* Assigned task *
Please copy the leading lines of the entries below exactly, concluding with the line in which "run --example analyze_synthetic" occurs.

* Study material *
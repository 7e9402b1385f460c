use bahtinov_core::{Cancelled, ImageError};

/// Errors returned by the line detector.
#[derive(thiserror::Error, Debug, Clone, PartialEq)]
pub enum LineDetectError {
    #[error(transparent)]
    Image(#[from] ImageError),
    #[error("refined row {row:.3} of line {index} is outside the {height}-row frame")]
    RowOutOfBounds { index: usize, row: f64, height: usize },
    #[error("invalid detector parameters: {0}")]
    InvalidParams(String),
    #[error(transparent)]
    Cancelled(#[from] Cancelled),
}
//! Render a synthetic defocused Bahtinov star, analyze it and print the result.
//!
//! `cargo run --example analyze_synthetic -- [out.png]` also saves the frame,
//! which can then be fed to the `bahtinov` binary.

use bahtinov::core::synthetic::{SpikePattern, SyntheticSpike};
use bahtinov::detect::rgb_image_from_slice;
use bahtinov::{FocusAnalyzer, FocusAnalyzerParams, OpticsCalibration, RgbImageView};
use std::env;

fn main() -> Result<(), Box<dyn std::error::Error>> {
    let _ = bahtinov::core::init_from_verbosity(2);

    let size = 320;
    let base = SpikePattern::new(size, size)
        .with_background(18.0)
        .with_noise(6.0, 11);
    let pattern = base
        .clone()
        .with_spike(SyntheticSpike::new(70.0, base.row_at_offset(0.0), 210.0))
        .with_spike(SyntheticSpike::new(90.0, base.row_at_offset(1.7), 170.0))
        .with_spike(SyntheticSpike::new(110.0, base.row_at_offset(0.0), 140.0));
    let rgb = pattern.render_rgb();

    if let Some(path) = env::args().nth(1) {
        rgb_image_from_slice(size as u32, size as u32, &rgb)?.save(&path)?;
        println!("frame written to {path}");
    }

    let optics = OpticsCalibration::new(200.0, 1000.0, 3.8);
    let analyzer = FocusAnalyzer::new(FocusAnalyzerParams::new(optics))?;
    let analysis = analyzer.analyze(&RgbImageView::packed(size, size, &rgb)?)?;

    for (i, line) in analysis.evaluation.candidates.iter().enumerate() {
        println!(
            "line {i}: {:6.1} deg  row {:8.3}",
            line.angle_rad.to_degrees(),
            line.row
        );
    }
    let a = analysis.assessment();
    println!(
        "signed error {:+.3} px, {:.2} um (critical {:.2} um), within focus: {}",
        a.signed_error_px, a.error_microns, a.critical_focus_microns, a.within_critical_focus
    );
    Ok(())
}
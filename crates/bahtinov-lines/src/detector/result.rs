use bahtinov_core::PeakFitKind;
use serde::{Deserialize, Serialize};

/// One detected line in scan coordinates.
#[derive(Clone, Copy, Debug, PartialEq, Serialize, Deserialize)]
pub struct LineCandidate {
    /// Orientation in `[0, π)`, on the one-degree scan grid.
    pub angle_rad: f64,
    /// Scan-frame row: integer before refinement, subpixel after.
    pub row: f64,
    /// Mean brightness of the row at detection time.
    pub value: f64,
}

/// Output of a line detection run on one frame.
#[derive(Clone, Debug, PartialEq, Serialize, Deserialize)]
pub struct BahtinovLineSet {
    /// Frame size the rows refer to.
    pub width: usize,
    pub height: usize,
    /// Refined lines in detection rank (brightest first).
    pub lines: Vec<LineCandidate>,
    /// How each row was refined, same order as `lines`.
    pub fits: Vec<PeakFitKind>,
}

impl BahtinovLineSet {
    pub fn angles(&self) -> Vec<f64> {
        self.lines.iter().map(|l| l.angle_rad).collect()
    }

    pub fn rows(&self) -> Vec<f64> {
        self.lines.iter().map(|l| l.row).collect()
    }

    #[inline]
    pub fn len(&self) -> usize {
        self.lines.len()
    }

    #[inline]
    pub fn is_empty(&self) -> bool {
        self.lines.is_empty()
    }

    /// Number of rows that fell back to the discrete maximum.
    pub fn fallback_count(&self) -> usize {
        self.fits
            .iter()
            .filter(|k| matches!(k, PeakFitKind::Fallback(_)))
            .count()
    }
}
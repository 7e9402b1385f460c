//! Telescope focus analysis with a Bahtinov mask.
//!
//! A Bahtinov mask turns a star into three diffraction spikes. The middle
//! spike passes through the crossing of the outer two exactly at focus, and
//! its offset measures the focus error. This crate ties the workspace
//! together:
//! - re-exports of the core, line detection and focus geometry crates
//! - [`FocusAnalyzer`]: RGB frame in, [`FocusAnalysis`] out, with cooperative
//!   cancellation and per-channel analysis
//! - [`io`]: JSON config and report files
//! - `detect` (feature `image`): helpers over `image::RgbImage`
//!
//! ## Quickstart
//!
//! ```no_run
//! use bahtinov::{detect, FocusAnalyzer, FocusAnalyzerParams, OpticsCalibration};
//!
//! # fn main() -> Result<(), Box<dyn std::error::Error>> {
//! let img = detect::load_rgb("star.png")?;
//! let optics = OpticsCalibration::new(200.0, 1000.0, 3.8);
//! let analyzer = FocusAnalyzer::new(FocusAnalyzerParams::new(optics))?;
//!
//! let (analysis, _crop) = detect::analyze_image(&img, &analyzer)?;
//! let a = analysis.assessment();
//! println!("{:+.2} px, {:.1} um", a.signed_error_px, a.error_microns);
//! # Ok(())
//! # }
//! ```
//!
//! ## API map
//! - `bahtinov::core`: RGB view, brightness field, peak fitter, cancellation, logging.
//! - `bahtinov::lines`: rotational line scan and subpixel refinement.
//! - `bahtinov::focus`: intersection geometry, microns and critical focus.

mod analyze;
pub mod io;

#[cfg(feature = "image")]
pub mod detect;

pub use bahtinov_core as core;
pub use bahtinov_focus as focus;
pub use bahtinov_lines as lines;

pub use analyze::{
    AnalyzeError, ChannelAnalysis, FocusAnalysis, FocusAnalyzer, FocusAnalyzerParams,
    FrameErrorKind,
};
pub use bahtinov_core::{CancelFlag, IntensityMode, RgbImageView};
pub use bahtinov_focus::{FocusAssessment, FocusEvaluation, GeometricLine, OpticsCalibration};
pub use bahtinov_lines::{BahtinovLineSet, LineCandidate, LineDetectorParams};
//! Core types and utilities for Bahtinov mask focus analysis.
//!
//! This crate is intentionally small: a bounds-checked RGB buffer view, the
//! brightness field the line scanner samples, the subpixel peak fitter, a
//! cooperative cancellation flag, and logging setup. It knows nothing about
//! lines or focus geometry.

mod cancel;
mod field;
mod image;
mod logger;
mod peak;
#[cfg(feature = "synthetic")]
pub mod synthetic;

pub use cancel::{CancelFlag, Cancelled};
pub use field::{
    build_intensity_field, IntensityField, IntensityMode, ScanBox, DEFAULT_BOX_MARGIN_PX,
};
pub use image::{ImageError, RgbImageView};
pub use peak::{fit_peak_quadratic, PeakFit, PeakFitFallback, PeakFitKind};

#[cfg(feature = "tracing")]
pub use logger::init_tracing;

pub use logger::{init_from_verbosity, init_with_level, level_from_verbosity};
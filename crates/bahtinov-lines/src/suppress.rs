//! Greedy selection of mutually separated line orientations.

use crate::detector::LineCandidate;
use crate::scan::{step_angle, AngleScan};
use log::debug;

/// Pick `line_count` candidates from a finished scan.
///
/// Each round takes the brightest remaining step (first one on ties) and
/// zeroes every step within `±suppression_steps` of it, wrapping modulo the
/// scan length. Rounds depend on earlier suppressions, so this runs
/// sequentially after the full scan.
pub fn select_lines(
    scan: &AngleScan,
    line_count: usize,
    suppression_steps: usize,
) -> Vec<LineCandidate> {
    let n = scan.len();
    if n == 0 {
        return Vec::new();
    }
    let mut values = scan.values.clone();
    let mut out = Vec::with_capacity(line_count);

    for _ in 0..line_count {
        let mut best = 0usize;
        for (i, &v) in values.iter().enumerate() {
            if v > values[best] {
                best = i;
            }
        }

        let candidate = LineCandidate {
            angle_rad: step_angle(best),
            row: scan.rows[best] as f64,
            value: values[best],
        };
        debug!(
            "line {}: step {best} row {} value {:.4}",
            out.len(),
            scan.rows[best],
            candidate.value
        );
        out.push(candidate);

        // A window of half the scan or more covers every step.
        let radius = suppression_steps.min(n / 2);
        for off in 0..=radius {
            values[(best + off) % n] = 0.0;
            values[(best + n - off) % n] = 0.0;
        }
    }
    out
}
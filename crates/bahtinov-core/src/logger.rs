//! Minimal stderr logger for the pipeline and the CLI.
//!
//! Records are printed as `[elapsed LEVEL target] message`, where `target`
//! is the last path segment of the emitting module (`scan`, `refine`, ...).
//! Install it once at startup with [`init_with_level`] or
//! [`init_from_verbosity`].

use std::io::Write;
use std::sync::OnceLock;
use std::time::Instant;

use log::{LevelFilter, Log, Metadata, Record};

#[cfg(feature = "tracing")]
use tracing_subscriber::fmt::format::FmtSpan;
#[cfg(feature = "tracing")]
use tracing_subscriber::util::SubscriberInitExt;
#[cfg(feature = "tracing")]
use tracing_subscriber::{fmt, EnvFilter};

struct StageLogger {
    level: LevelFilter,
    started: Instant,
}

impl Log for StageLogger {
    fn enabled(&self, metadata: &Metadata) -> bool {
        metadata.level() <= self.level
    }

    fn log(&self, record: &Record) {
        if !self.enabled(record.metadata()) {
            return;
        }

        let elapsed = self.started.elapsed().as_secs_f64();
        let stage = record.target().rsplit("::").next().unwrap_or("");
        let mut stderr = std::io::stderr().lock();
        let _ = writeln!(
            stderr,
            "[{:8.3}s {:>5} {}] {}",
            elapsed,
            record.level(),
            stage,
            record.args()
        );
    }

    fn flush(&self) {
        let _ = std::io::stderr().flush();
    }
}

static LOGGER: OnceLock<StageLogger> = OnceLock::new();

/// Install the logger with the provided level filter.
///
/// Calling this more than once is a no-op after the first successful
/// initialization.
pub fn init_with_level(level: LevelFilter) -> Result<(), log::SetLoggerError> {
    if LOGGER.get().is_none() {
        let logger = LOGGER.get_or_init(|| StageLogger {
            level,
            started: Instant::now(),
        });
        log::set_logger(logger)?;
        log::set_max_level(level);
    }
    Ok(())
}

/// Map a `-v` count to a level: 0 → warn, 1 → info, 2 → debug, 3+ → trace.
pub fn level_from_verbosity(verbosity: u8) -> LevelFilter {
    match verbosity {
        0 => LevelFilter::Warn,
        1 => LevelFilter::Info,
        2 => LevelFilter::Debug,
        _ => LevelFilter::Trace,
    }
}

/// Install the logger for a `-v` count (see [`level_from_verbosity`]).
pub fn init_from_verbosity(verbosity: u8) -> Result<(), log::SetLoggerError> {
    init_with_level(level_from_verbosity(verbosity))
}

/// Install a `tracing` subscriber that reports span timings on close.
///
/// The filter comes from `RUST_LOG` and defaults to `info`.
#[cfg(feature = "tracing")]
pub fn init_tracing(json: bool) {
    let filter = EnvFilter::try_from_default_env().unwrap_or_else(|_| EnvFilter::new("info"));
    if json {
        let _ = fmt()
            .with_env_filter(filter)
            .with_span_events(FmtSpan::CLOSE)
            .json()
            .flatten_event(true)
            .finish()
            .try_init();
    } else {
        let _ = fmt()
            .with_env_filter(filter)
            .with_span_events(FmtSpan::CLOSE)
            .with_timer(fmt::time::Uptime::default())
            .finish()
            .try_init();
    }
}
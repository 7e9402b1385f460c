use std::sync::atomic::{AtomicBool, Ordering};
use std::sync::Arc;

/// Returned by [`CancelFlag::check`] once cancellation was requested.
#[derive(thiserror::Error, Debug, Clone, Copy, PartialEq, Eq)]
#[error("analysis cancelled")]
pub struct Cancelled;

/// Cooperative cancellation shared between a frame producer and the pipeline.
///
/// Clones observe the same flag. The pipeline only polls it between stages,
/// so a cancelled run stops at the next stage boundary.
#[derive(Clone, Debug, Default)]
pub struct CancelFlag(Arc<AtomicBool>);

impl CancelFlag {
    pub fn new() -> Self {
        Self::default()
    }

    /// Request cancellation of every run observing this flag.
    pub fn cancel(&self) {
        self.0.store(true, Ordering::SeqCst);
    }

    #[inline]
    pub fn is_cancelled(&self) -> bool {
        self.0.load(Ordering::SeqCst)
    }

    /// `Err(Cancelled)` if cancellation was requested.
    #[inline]
    pub fn check(&self) -> Result<(), Cancelled> {
        if self.is_cancelled() {
            Err(Cancelled)
        } else {
            Ok(())
        }
    }
}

* Exercise response *
repository 7e9402b1385f460c
use bahtinov_core::{Cancelled, ImageError};

/// Errors returned by the line detector.
#[derive(thiserror::Error, Debug, Clone, PartialEq)]
pub enum LineDetectError {
    #[error(transparent)]
    Image(#[from] ImageError),
    #[error("refined row {row:.3} of line {index} is outside the {height}-row frame")]
    RowOutOfBounds { index: usize, row: f64, height: usize },
    #[error("invalid detector parameters: {0}")]
    InvalidParams(String),
    #[error(transparent)]
    Cancelled(#[from] Cancelled),
}
//! Render a synthetic defocused Bahtinov star, analyze it and print the result.
//!
//! `cargo run --example analyze_synthetic -- [out.png]` also saves the frame,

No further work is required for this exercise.